RECORD EXTRACTS Start Marker

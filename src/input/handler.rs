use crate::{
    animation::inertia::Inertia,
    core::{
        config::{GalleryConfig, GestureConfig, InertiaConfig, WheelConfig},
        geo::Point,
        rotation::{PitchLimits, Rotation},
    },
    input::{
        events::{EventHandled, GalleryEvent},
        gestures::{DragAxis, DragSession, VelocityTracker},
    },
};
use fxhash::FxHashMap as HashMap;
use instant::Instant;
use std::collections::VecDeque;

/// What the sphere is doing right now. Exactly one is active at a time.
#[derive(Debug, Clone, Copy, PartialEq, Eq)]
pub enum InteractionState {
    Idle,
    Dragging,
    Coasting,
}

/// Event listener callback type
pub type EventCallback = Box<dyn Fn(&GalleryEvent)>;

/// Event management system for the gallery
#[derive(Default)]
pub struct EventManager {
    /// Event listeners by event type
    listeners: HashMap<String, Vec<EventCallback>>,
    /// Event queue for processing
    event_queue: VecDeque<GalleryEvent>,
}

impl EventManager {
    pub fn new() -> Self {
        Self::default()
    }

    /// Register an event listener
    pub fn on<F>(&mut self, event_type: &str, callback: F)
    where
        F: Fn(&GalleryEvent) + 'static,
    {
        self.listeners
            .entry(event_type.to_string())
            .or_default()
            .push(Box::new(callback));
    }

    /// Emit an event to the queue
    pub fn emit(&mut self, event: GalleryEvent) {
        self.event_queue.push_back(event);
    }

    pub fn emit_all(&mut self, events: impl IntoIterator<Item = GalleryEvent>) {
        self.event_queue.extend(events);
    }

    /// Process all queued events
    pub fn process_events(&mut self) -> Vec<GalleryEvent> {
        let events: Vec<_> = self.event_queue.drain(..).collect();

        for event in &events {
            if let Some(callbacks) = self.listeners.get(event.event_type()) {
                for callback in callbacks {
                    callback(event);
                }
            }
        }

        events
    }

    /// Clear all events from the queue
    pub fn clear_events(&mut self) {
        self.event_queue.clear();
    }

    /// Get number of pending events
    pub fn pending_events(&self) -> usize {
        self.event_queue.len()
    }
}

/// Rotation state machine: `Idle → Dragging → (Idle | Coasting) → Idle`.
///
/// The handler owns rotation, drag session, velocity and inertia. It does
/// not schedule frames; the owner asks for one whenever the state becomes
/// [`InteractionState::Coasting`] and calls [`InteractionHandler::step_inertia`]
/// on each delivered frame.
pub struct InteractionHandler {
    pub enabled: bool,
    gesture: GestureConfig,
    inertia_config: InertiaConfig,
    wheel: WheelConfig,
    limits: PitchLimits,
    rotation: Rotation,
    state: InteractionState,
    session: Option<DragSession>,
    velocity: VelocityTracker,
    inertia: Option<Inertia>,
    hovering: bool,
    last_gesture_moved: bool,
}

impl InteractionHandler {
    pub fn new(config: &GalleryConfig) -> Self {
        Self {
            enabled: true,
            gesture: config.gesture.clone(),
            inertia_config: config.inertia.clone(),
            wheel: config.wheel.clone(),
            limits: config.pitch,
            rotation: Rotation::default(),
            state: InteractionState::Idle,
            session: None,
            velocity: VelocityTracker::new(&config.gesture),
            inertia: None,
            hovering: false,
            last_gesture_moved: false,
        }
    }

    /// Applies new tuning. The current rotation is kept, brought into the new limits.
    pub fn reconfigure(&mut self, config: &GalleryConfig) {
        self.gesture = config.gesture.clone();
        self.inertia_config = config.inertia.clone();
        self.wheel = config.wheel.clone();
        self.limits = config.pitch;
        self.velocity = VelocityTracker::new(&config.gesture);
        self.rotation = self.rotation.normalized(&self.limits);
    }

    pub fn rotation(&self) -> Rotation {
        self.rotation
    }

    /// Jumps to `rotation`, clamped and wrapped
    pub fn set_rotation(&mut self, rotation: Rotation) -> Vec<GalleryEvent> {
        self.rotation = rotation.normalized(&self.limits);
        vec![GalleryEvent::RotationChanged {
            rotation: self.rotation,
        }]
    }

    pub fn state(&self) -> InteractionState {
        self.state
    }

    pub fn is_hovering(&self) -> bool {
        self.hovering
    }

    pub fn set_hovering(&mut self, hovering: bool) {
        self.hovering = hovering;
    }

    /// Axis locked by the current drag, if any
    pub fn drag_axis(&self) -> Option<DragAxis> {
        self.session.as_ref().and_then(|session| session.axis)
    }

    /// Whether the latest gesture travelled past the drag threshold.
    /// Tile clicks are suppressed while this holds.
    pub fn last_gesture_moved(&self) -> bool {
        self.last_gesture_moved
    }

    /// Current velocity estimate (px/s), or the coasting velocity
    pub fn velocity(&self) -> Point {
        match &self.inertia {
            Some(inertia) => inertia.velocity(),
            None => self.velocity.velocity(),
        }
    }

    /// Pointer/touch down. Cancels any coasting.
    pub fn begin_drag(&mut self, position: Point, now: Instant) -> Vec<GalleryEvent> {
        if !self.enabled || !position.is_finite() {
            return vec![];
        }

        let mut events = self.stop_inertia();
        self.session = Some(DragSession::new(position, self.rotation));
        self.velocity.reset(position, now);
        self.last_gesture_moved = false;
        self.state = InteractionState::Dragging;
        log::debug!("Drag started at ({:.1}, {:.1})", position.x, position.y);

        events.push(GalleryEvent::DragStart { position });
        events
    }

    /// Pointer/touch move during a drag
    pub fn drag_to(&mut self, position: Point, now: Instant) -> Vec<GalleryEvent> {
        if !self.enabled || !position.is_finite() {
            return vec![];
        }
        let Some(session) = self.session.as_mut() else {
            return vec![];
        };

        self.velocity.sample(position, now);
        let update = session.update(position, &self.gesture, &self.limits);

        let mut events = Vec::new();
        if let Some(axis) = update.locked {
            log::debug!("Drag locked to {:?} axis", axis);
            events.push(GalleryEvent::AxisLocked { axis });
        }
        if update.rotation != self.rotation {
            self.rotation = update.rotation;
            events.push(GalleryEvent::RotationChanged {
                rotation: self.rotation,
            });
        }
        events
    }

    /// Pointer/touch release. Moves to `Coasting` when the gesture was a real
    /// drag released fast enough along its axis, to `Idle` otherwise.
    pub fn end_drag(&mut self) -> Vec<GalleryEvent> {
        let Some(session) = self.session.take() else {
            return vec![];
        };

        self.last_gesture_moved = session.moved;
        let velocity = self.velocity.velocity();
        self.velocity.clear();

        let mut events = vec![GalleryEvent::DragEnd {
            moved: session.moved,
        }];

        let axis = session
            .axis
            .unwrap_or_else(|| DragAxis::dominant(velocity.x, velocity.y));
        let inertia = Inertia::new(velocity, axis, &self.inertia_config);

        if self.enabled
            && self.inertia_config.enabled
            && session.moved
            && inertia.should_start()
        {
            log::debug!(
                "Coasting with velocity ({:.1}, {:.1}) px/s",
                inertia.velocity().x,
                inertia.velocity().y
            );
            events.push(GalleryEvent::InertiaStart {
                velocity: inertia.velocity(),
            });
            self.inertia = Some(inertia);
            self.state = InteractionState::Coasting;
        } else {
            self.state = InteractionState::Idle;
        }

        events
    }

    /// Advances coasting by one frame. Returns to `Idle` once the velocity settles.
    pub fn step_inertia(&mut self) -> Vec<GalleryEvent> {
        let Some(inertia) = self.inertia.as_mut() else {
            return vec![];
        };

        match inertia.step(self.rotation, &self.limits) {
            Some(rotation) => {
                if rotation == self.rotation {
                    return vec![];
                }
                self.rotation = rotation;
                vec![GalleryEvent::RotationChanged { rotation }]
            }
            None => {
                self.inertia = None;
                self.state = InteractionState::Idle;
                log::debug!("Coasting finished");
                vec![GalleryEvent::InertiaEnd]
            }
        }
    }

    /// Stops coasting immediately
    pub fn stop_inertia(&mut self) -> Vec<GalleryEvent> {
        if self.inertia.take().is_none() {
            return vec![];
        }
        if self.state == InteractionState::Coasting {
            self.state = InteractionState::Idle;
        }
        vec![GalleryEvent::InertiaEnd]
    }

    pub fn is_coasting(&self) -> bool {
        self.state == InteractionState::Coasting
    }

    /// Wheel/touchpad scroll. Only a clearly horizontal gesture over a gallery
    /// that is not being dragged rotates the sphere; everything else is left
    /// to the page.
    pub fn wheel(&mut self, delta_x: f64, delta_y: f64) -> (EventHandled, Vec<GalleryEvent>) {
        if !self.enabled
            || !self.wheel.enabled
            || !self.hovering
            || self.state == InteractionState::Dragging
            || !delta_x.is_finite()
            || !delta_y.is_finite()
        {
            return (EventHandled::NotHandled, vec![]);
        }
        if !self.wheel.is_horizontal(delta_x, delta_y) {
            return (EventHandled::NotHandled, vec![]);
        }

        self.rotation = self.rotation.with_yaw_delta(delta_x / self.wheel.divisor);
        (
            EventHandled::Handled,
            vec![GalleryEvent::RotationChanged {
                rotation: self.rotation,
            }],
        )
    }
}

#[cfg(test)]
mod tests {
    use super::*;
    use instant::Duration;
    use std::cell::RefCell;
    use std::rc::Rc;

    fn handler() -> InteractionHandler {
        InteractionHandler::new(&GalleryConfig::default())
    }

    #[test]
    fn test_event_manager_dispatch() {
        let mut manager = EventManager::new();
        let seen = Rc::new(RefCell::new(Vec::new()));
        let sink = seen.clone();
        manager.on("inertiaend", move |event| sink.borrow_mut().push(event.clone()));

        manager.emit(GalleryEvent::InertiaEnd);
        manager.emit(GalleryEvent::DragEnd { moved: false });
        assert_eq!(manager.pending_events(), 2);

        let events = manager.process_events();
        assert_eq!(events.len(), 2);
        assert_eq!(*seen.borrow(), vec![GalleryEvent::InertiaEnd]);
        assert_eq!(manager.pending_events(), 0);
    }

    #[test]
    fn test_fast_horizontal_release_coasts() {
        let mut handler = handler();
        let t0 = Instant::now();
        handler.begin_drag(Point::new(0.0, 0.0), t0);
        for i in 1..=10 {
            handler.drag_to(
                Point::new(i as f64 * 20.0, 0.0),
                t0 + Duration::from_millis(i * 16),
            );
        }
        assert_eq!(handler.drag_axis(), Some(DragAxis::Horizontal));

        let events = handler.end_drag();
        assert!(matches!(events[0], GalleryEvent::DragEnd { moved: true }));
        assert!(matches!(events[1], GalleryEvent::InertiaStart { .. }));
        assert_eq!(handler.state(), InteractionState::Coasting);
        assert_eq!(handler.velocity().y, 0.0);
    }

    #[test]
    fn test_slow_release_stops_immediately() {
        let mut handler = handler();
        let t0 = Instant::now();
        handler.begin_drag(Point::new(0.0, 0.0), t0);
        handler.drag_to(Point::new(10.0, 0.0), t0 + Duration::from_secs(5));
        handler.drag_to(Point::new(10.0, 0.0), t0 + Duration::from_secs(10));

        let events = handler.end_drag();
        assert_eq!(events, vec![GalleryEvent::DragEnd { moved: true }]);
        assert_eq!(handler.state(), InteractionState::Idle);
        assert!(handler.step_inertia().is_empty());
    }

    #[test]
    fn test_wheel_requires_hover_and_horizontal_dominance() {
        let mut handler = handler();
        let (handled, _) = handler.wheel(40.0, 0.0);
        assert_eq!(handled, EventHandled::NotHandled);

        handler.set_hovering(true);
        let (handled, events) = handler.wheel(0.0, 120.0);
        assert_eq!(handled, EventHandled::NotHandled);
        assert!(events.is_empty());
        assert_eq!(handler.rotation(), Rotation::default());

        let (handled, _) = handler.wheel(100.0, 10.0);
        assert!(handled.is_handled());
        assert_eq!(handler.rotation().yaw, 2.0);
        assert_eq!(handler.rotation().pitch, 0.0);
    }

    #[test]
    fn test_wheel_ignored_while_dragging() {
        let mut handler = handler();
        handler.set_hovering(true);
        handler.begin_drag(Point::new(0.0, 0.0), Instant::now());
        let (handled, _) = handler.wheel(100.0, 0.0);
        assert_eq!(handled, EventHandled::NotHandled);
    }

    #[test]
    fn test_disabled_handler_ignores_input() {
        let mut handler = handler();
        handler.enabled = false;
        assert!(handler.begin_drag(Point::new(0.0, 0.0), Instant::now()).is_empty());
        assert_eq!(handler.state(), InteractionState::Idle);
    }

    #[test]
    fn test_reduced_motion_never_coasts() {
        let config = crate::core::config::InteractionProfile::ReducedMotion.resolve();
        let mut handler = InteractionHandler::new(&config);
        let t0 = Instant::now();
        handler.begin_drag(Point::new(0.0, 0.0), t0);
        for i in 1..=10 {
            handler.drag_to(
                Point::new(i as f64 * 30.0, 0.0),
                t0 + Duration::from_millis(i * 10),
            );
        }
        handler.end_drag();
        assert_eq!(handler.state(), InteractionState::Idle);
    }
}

RECORD EXTRACTS End Marker

- WHAT IS EXPECTED: Set down verbatim only the lines between the start of the data above and the line with "from the queue", both boundaries included.

- OUTPUT BELOW:
filename src/input/handler.rs
use crate::{
    animation::inertia::Inertia,
    core::{
        config::{GalleryConfig, GestureConfig, InertiaConfig, WheelConfig},
        geo::Point,
        rotation::{PitchLimits, Rotation},
    },
    input::{
        events::{EventHandled, GalleryEvent},
        gestures::{DragAxis, DragSession, VelocityTracker},
    },
};
use fxhash::FxHashMap as HashMap;
use instant::Instant;
use std::collections::VecDeque;

/// What the sphere is doing right now. Exactly one is active at a time.
#[derive(Debug, Clone, Copy, PartialEq, Eq)]
pub enum InteractionState {
    Idle,
    Dragging,
    Coasting,
}

/// Event listener callback type
pub type EventCallback = Box<dyn Fn(&GalleryEvent)>;

/// Event management system for the gallery
#[derive(Default)]
pub struct EventManager {
    /// Event listeners by event type
    listeners: HashMap<String, Vec<EventCallback>>,
    /// Event queue for processing
    event_queue: VecDeque<GalleryEvent>,
}

impl EventManager {
    pub fn new() -> Self {
        Self::default()
    }

    /// Register an event listener
    pub fn on<F>(&mut self, event_type: &str, callback: F)
    where
        F: Fn(&GalleryEvent) + 'static,
    {
        self.listeners
            .entry(event_type.to_string())
            .or_default()
            .push(Box::new(callback));
    }

    /// Emit an event to the queue
    pub fn emit(&mut self, event: GalleryEvent) {
        self.event_queue.push_back(event);
    }

    pub fn emit_all(&mut self, events: impl IntoIterator<Item = GalleryEvent>) {
        self.event_queue.extend(events);
    }

    /// Process all queued events
    pub fn process_events(&mut self) -> Vec<GalleryEvent> {
        let events: Vec<_> = self.event_queue.drain(..).collect();

        for event in &events {
            if let Some(callbacks) = self.listeners.get(event.event_type()) {
                for callback in callbacks {
                    callback(event);
                }
            }
        }

        events
    }

    /// Clear all events from the queue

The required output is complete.